About this task.
Each line in the entries below that holds the word "console" belongs in the answer.

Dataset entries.
◆ ◆ ◆
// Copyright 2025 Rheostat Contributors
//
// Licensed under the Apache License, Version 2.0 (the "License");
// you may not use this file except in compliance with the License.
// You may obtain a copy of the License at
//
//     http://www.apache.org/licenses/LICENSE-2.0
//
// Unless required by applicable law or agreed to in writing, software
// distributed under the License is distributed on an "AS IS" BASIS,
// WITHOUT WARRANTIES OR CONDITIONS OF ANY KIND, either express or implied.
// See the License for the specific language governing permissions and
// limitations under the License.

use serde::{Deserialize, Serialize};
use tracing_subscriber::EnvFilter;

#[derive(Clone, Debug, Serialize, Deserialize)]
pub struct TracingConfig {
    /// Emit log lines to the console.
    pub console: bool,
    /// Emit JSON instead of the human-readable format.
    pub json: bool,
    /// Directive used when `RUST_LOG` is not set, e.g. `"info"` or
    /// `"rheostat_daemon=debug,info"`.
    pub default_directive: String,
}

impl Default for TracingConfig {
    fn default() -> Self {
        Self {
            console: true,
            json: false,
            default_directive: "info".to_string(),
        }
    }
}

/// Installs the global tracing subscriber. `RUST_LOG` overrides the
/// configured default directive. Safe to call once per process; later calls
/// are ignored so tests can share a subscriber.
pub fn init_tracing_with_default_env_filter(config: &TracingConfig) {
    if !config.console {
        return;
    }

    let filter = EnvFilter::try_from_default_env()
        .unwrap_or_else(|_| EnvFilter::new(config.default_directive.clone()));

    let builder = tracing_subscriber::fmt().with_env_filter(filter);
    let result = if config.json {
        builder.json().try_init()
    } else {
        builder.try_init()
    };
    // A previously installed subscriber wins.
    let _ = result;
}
◆ ◆ ◆
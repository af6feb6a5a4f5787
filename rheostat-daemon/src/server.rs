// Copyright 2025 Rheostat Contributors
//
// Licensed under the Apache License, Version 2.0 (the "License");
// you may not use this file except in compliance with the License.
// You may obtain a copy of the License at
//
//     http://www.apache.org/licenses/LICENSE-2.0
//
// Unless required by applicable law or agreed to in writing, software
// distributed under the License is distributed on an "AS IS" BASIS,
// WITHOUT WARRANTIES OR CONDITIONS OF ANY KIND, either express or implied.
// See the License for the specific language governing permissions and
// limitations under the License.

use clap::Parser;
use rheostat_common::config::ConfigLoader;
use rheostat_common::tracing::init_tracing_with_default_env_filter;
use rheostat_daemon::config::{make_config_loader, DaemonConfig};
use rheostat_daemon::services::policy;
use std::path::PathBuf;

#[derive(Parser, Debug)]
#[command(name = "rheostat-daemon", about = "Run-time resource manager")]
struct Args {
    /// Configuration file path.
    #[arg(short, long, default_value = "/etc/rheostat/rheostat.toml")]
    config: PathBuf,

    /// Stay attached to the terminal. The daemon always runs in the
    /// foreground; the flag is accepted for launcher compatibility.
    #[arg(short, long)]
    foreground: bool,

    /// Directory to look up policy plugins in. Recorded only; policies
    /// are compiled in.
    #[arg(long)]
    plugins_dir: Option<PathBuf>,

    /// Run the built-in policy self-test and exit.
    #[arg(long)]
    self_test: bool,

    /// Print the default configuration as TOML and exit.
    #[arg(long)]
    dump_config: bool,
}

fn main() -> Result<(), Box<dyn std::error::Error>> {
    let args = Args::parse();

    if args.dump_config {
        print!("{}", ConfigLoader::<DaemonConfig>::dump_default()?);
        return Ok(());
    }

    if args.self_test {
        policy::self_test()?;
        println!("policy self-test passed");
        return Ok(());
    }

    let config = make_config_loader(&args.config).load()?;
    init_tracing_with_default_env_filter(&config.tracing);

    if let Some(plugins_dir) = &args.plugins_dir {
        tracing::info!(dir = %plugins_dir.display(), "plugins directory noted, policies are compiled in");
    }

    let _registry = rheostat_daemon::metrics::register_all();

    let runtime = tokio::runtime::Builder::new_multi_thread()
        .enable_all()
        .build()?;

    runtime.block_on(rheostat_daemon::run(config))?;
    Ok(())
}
◆ ◆ ◆
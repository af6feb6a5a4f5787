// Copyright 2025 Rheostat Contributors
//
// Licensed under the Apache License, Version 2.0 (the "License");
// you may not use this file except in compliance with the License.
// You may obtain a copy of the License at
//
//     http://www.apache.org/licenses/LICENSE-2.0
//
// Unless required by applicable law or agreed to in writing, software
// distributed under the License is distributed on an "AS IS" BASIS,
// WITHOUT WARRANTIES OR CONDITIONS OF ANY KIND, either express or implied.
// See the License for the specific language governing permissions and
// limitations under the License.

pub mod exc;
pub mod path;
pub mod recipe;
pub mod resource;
◆ ◆ ◆
Written response.
    /// Emit log lines to the console.
    pub console: bool,
            console: true,
    if !config.console {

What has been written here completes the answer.